Study material:
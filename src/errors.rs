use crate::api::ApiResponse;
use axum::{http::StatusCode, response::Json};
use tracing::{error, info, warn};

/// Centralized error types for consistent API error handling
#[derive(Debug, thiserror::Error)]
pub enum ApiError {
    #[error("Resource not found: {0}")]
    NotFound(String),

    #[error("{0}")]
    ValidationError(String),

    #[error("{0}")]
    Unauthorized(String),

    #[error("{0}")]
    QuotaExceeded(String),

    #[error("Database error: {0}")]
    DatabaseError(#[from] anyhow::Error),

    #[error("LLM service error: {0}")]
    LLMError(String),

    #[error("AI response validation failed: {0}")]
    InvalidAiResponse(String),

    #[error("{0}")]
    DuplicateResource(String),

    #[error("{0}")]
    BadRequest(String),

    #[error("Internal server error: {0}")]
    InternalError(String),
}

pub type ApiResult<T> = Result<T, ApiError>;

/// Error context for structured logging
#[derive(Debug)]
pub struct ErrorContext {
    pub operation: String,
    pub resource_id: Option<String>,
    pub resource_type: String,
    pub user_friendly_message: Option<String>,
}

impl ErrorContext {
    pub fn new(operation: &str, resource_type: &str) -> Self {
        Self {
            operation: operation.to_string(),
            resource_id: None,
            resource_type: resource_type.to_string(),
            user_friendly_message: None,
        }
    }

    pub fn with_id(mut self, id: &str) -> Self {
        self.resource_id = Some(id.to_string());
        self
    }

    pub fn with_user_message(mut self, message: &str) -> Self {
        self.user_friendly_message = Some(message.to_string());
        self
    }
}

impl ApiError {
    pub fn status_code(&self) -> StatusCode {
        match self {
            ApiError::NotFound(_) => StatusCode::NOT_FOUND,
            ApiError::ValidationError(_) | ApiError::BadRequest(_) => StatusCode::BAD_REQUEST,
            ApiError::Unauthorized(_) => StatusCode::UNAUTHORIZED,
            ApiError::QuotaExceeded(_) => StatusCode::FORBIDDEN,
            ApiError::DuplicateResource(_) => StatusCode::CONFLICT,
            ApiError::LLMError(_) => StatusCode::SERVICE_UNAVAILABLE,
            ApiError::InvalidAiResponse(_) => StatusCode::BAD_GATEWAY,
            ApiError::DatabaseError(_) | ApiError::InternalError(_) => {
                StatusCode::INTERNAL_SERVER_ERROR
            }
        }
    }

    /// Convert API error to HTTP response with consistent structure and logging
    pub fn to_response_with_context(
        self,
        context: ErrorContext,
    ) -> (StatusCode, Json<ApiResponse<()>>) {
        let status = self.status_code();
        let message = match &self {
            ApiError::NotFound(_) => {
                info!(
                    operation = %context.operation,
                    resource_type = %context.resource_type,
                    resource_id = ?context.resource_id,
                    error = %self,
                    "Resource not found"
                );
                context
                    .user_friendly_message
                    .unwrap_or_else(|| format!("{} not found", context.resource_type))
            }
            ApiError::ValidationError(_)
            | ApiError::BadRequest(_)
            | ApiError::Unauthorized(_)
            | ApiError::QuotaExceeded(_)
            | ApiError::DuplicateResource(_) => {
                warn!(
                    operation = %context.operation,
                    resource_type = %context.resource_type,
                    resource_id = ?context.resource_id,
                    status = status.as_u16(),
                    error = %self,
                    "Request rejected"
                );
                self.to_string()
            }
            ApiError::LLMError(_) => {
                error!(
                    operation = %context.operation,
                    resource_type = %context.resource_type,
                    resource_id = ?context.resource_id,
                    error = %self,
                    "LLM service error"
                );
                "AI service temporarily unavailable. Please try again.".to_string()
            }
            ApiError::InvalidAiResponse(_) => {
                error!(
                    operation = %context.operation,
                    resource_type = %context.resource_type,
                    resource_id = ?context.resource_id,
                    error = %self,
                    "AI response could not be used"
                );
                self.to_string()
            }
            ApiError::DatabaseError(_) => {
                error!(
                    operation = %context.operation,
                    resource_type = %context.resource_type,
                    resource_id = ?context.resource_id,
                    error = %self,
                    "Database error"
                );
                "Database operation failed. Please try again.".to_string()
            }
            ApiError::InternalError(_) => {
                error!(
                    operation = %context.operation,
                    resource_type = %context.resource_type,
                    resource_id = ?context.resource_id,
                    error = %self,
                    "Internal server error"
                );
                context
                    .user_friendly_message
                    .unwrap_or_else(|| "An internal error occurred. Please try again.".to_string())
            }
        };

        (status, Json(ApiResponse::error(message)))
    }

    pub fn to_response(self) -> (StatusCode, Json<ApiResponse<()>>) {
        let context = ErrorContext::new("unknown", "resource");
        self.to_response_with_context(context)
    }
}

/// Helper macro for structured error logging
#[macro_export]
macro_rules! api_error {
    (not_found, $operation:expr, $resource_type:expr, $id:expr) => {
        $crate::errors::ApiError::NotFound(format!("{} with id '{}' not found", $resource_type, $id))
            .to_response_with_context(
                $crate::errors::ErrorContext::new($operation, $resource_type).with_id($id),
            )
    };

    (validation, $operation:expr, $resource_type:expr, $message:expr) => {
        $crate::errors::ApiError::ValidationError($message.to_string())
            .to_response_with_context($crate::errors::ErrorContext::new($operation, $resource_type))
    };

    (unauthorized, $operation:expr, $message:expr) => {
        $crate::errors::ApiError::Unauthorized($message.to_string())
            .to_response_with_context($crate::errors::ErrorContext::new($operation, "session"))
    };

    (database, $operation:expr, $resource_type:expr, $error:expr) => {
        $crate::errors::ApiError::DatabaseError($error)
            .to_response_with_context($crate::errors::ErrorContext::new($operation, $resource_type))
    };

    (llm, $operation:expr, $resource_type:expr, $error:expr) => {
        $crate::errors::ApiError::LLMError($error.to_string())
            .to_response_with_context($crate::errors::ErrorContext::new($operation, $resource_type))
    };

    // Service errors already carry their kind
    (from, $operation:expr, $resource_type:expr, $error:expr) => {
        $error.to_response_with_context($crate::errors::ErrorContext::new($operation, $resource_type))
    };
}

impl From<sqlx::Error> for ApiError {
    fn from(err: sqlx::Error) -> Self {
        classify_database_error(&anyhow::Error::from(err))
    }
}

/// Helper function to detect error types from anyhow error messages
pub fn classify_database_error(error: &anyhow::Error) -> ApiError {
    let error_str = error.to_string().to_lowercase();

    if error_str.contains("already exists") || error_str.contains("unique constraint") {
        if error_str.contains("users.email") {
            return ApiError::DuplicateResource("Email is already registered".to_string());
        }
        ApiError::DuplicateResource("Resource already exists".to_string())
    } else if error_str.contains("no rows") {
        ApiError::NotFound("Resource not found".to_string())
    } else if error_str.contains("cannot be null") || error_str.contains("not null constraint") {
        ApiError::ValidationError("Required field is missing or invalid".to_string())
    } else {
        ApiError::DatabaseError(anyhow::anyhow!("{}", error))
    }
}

Requirement:
From the listing, please work out how many lines contain "BadRequest". Give the number only.

Solution to the problem:
3